Per quanto riguarda la sua pratica di “lisciaggio retroattivo” della scrittura e della topologia della molteplicità delle sue mappe, possiamo chiederci come potremmo abitare quegli spazi e pronunciare quelle scritte. Dobbiamo allora ricordare che, per la tradizione retorica e quella materialista (Democrito e Protagora erano entrambi di Abdera!), il testo è un complesso di lettere, così come il mondo è un composto d’atomi. E che oggi anche la vita è scritta come molteplicità di frasi fatte con l’alfabeto della genetica.

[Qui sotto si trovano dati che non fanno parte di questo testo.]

// ============ votes ============

#[test]
fn committee_of_five_reaches_quorum_on_fourth_vote() {
    let mut rt = new_runtime(5);
    bring_up(&mut rt);
    let tx = tx_in(1);

    for i in 1..=3 {
        vote(&mut rt, account(i), Call::VoteTxIn(tx.clone())).unwrap();
    }
    let id = warden_primitives::Claim::content_hash(&tx);
    let proposal = rt.tss().proposal(&id).unwrap();
    assert_eq!((proposal.count, proposal.consensus_block), (3, 0));
    assert!(rt.bridge.tx_in.is_empty());

    rt.next_block();
    assert_eq!(vote(&mut rt, account(4), Call::VoteTxIn(tx.clone())), Ok(VoteOutcome::Approved));
    assert_eq!(rt.bridge.tx_in, vec![tx.clone()]);
    assert_eq!(rt.tss().proposal(&id).unwrap().consensus_block, rt.block());

    assert_eq!(
        vote(&mut rt, account(4), Call::VoteTxIn(tx.clone())).map_err(|e| e.kind()),
        Err(ErrorKind::Precondition)
    );
    assert_eq!(vote(&mut rt, account(5), Call::VoteTxIn(tx)), Ok(VoteOutcome::Late));
    assert_eq!(rt.bridge.tx_in.len(), 1);

    let score = rt.registry().epoch_score(1).unwrap();
    assert!(score.per_member[&account(5)] < score.per_member[&account(1)]);
}

#[test]
fn failed_call_leaves_no_trace() {
    let mut rt = new_runtime(4);
    bring_up(&mut rt);
    let tx = tx_in(2);

    vote(&mut rt, account(1), Call::VoteTxIn(tx.clone())).unwrap();
    vote(&mut rt, account(2), Call::VoteTxIn(tx.clone())).unwrap();
    let events_before = rt.events().len();

    rt.bridge.halted = true;
    let err = vote(&mut rt, account(3), Call::VoteTxIn(tx.clone())).unwrap_err();
    assert_eq!(err.kind(), ErrorKind::External);

    let id = warden_primitives::Claim::content_hash(&tx);
    assert_eq!(rt.tss().proposal(&id).unwrap().count, 2);
    assert_eq!(rt.tss().slash_point(&account(1)), 1);
    assert_eq!(rt.tss().slash_point(&account(3)), 0);
    assert_eq!(rt.tss().slash_point(&account(4)), 0);
    assert_eq!(rt.events().len(), events_before);

    rt.bridge.halted = false;
    assert_eq!(vote(&mut rt, account(3), Call::VoteTxIn(tx)), Ok(VoteOutcome::Approved));
    assert_eq!(rt.tss().slash_point(&account(1)), 0);
    assert_eq!(rt.tss().slash_point(&account(4)), 10);
}

#[test]
fn outsider_vote_rejected() {
    let mut rt = new_runtime(4);
    bring_up(&mut rt);
    let err = vote(&mut rt, account(9), Call::VoteTxIn(tx_in(3))).unwrap_err();
    assert_eq!(err, DispatchError::Tss(TssError::NotCommitteeMember(account(9))));
    assert_eq!(err.kind(), ErrorKind::Access);
}

#[test]
fn repeat_absentee_is_jailed_and_released() {
    let mut config = genesis();
    config.params.insert(params::JAIL_SLASH_LIMIT.to_string(), 25);
    let mut rt = new_runtime_with(config, 4);
    bring_up(&mut rt);
    let start = rt.registry().epoch_info(1).unwrap().start_block;

    for seed in 10..13 {
        for i in 1..=3 {
            vote(&mut rt, account(i), Call::VoteTxIn(tx_in(seed))).unwrap();
        }
    }
    assert_eq!(rt.tss().slash_point(&account(4)), 30);
    let m = rt.registry().maintainer(&validator(4)).unwrap();
    assert_eq!(m.status, MaintainerStatus::Jailed);
    let release = rt.registry().jail_release(&validator(4)).unwrap();
    assert_eq!(release, rt.block() + 30);
    assert!(rt
        .events()
        .iter()
        .any(|r| matches!(&r.event, RuntimeEvent::Maintainers(warden_maintainers::MaintainerEvent::Jailed { account: a, .. }) if *a == account(4))));

    // the sweep at the next boundary releases and wipes the slate
    rt.set_block(release.max(start + EPOCH));
    assert_eq!(orchestrate(&mut rt), OrchestrateOutcome::ElectionSkipped { epoch_id: 2 });
    assert_eq!(rt.tss().slash_point(&account(4)), 0);
    assert_eq!(rt.registry().maintainer(&validator(4)).unwrap().status, MaintainerStatus::Active);
}

// ============ member and admin calls ============

#[test]
fn register_by_non_validator_rejected() {
    let mut rt = new_runtime(0);
    let err = rt
        .dispatch(validator(1), Call::Register { keys: node_keys(1) })
        .unwrap_err();
    assert_eq!(err.to_string(), "only validator can register");
    assert_eq!(err.kind(), ErrorKind::Access);
    assert!(rt.registry().maintainer(&validator(1)).is_none());
    assert!(rt.events().is_empty());
}

#[test]
fn heartbeat_is_recorded() {
    let mut rt = new_runtime(3);
    rt.set_block(42);
    rt.dispatch(account(2), Call::Heartbeat).unwrap();
    assert_eq!(rt.registry().maintainer(&validator(2)).unwrap().last_heartbeat, 42);
    assert_eq!(rt.events().last().map(|r| r.block), Some(42));
}

#[test]
fn admin_calls_are_guarded() {
    let mut rt = new_runtime(4);
    let key = param_key(params::BLOCKS_PER_EPOCH);

    let err = rt.dispatch(validator(1), Call::SetParam { key, value: 5 }).unwrap_err();
    assert_eq!(err.kind(), ErrorKind::Access);
    assert!(rt.dispatch(validator(1), Call::SetMaintainerLimit(5)).is_err());
    assert!(rt.dispatch(validator(1), Call::EmergencyPause(1)).is_err());

    rt.dispatch(ADMIN, Call::SetParam { key, value: 5 }).unwrap();
    assert_eq!(warden_primitives::ParameterStore::get(rt.params(), &key), 5);
    rt.dispatch(ADMIN, Call::SetMaintainerLimit(3)).unwrap();
    assert_eq!(rt.registry().maintainer_limit(), 3);
    assert_eq!(
        rt.dispatch(ADMIN, Call::SetMaintainerLimit(40)).map_err(|e| e.kind()),
        Err(ErrorKind::Precondition)
    );
}

#[test]
fn emergency_pause_freezes_votes() {
    let mut rt = new_runtime(4);
    bring_up(&mut rt);
    rt.dispatch(ADMIN, Call::EmergencyPause(1)).unwrap();
    assert_eq!(rt.tss().tss_status(1), TssStatus::EmergencyPause);
    assert_eq!(
        vote(&mut rt, account(1), Call::VoteTxIn(tx_in(4))),
        Err(DispatchError::Tss(TssError::Paused(1)))
    );

    // a paused key never counts as served
    rt.set_block(rt.block() + 10 * EPOCH);
    assert_eq!(orchestrate(&mut rt), OrchestrateOutcome::Idle);
}

proptest! {
    #![proptest_config(ProptestConfig::with_cases(12))]

    #[test]
    fn unchanged_committee_creates_no_instance(n in 3u8..8, extra in 0u64..50) {
        let mut rt = new_runtime(n);
        bring_up(&mut rt);
        let start = rt.registry().epoch_info(1).unwrap().start_block;

        rt.set_block(start + EPOCH + extra);
        prop_assert_eq!(orchestrate(&mut rt), OrchestrateOutcome::ElectionSkipped { epoch_id: 2 });
        prop_assert_eq!(rt.tss().instances().count(), 1);
        prop_assert_eq!(active_instances(&rt), 1);
        prop_assert!(rt.tss().electing().is_none());
    }
}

Quanto alle tavole di Balestrini, suggerisco di cedere alla tentazione tattile di appoggiarvi le mani e lasciarle scorrere. Convertirne la grafia dall’ottico all’aptico e ascoltarne, da amanuensi, il messaggio dove sembra scritta, in un’ignota lingua per ciechi, una promessa di guarigione.
Note
- F. T. Marinetti, “Distruzione della sintassi, Immaginazione senza fili. Parole in libertà”, 11, maggio, 1913, v. Futurist typography and the liberated text, ed. A. Bastram, British Library, London, 2005. Sull’anarchia della pagina, contro la sua “flasque et insipide chair, se multipliant à l’aide des microbes typographiques”, v. T. Tzara, “chaque page doit exploser, […] par l’enthousiasme des principes, ou par la façon d’etre imprimée” (1918), v. J. Brun, “Typographie”, in DADA. Catalogue de l’Exposition, direction de L. Le Bon, Paris, 2005-6.
- G. Deleuze e F. Guattari, “Introduction: Rhizome”, Mille Plateaux, Minuit, Paris, 1980.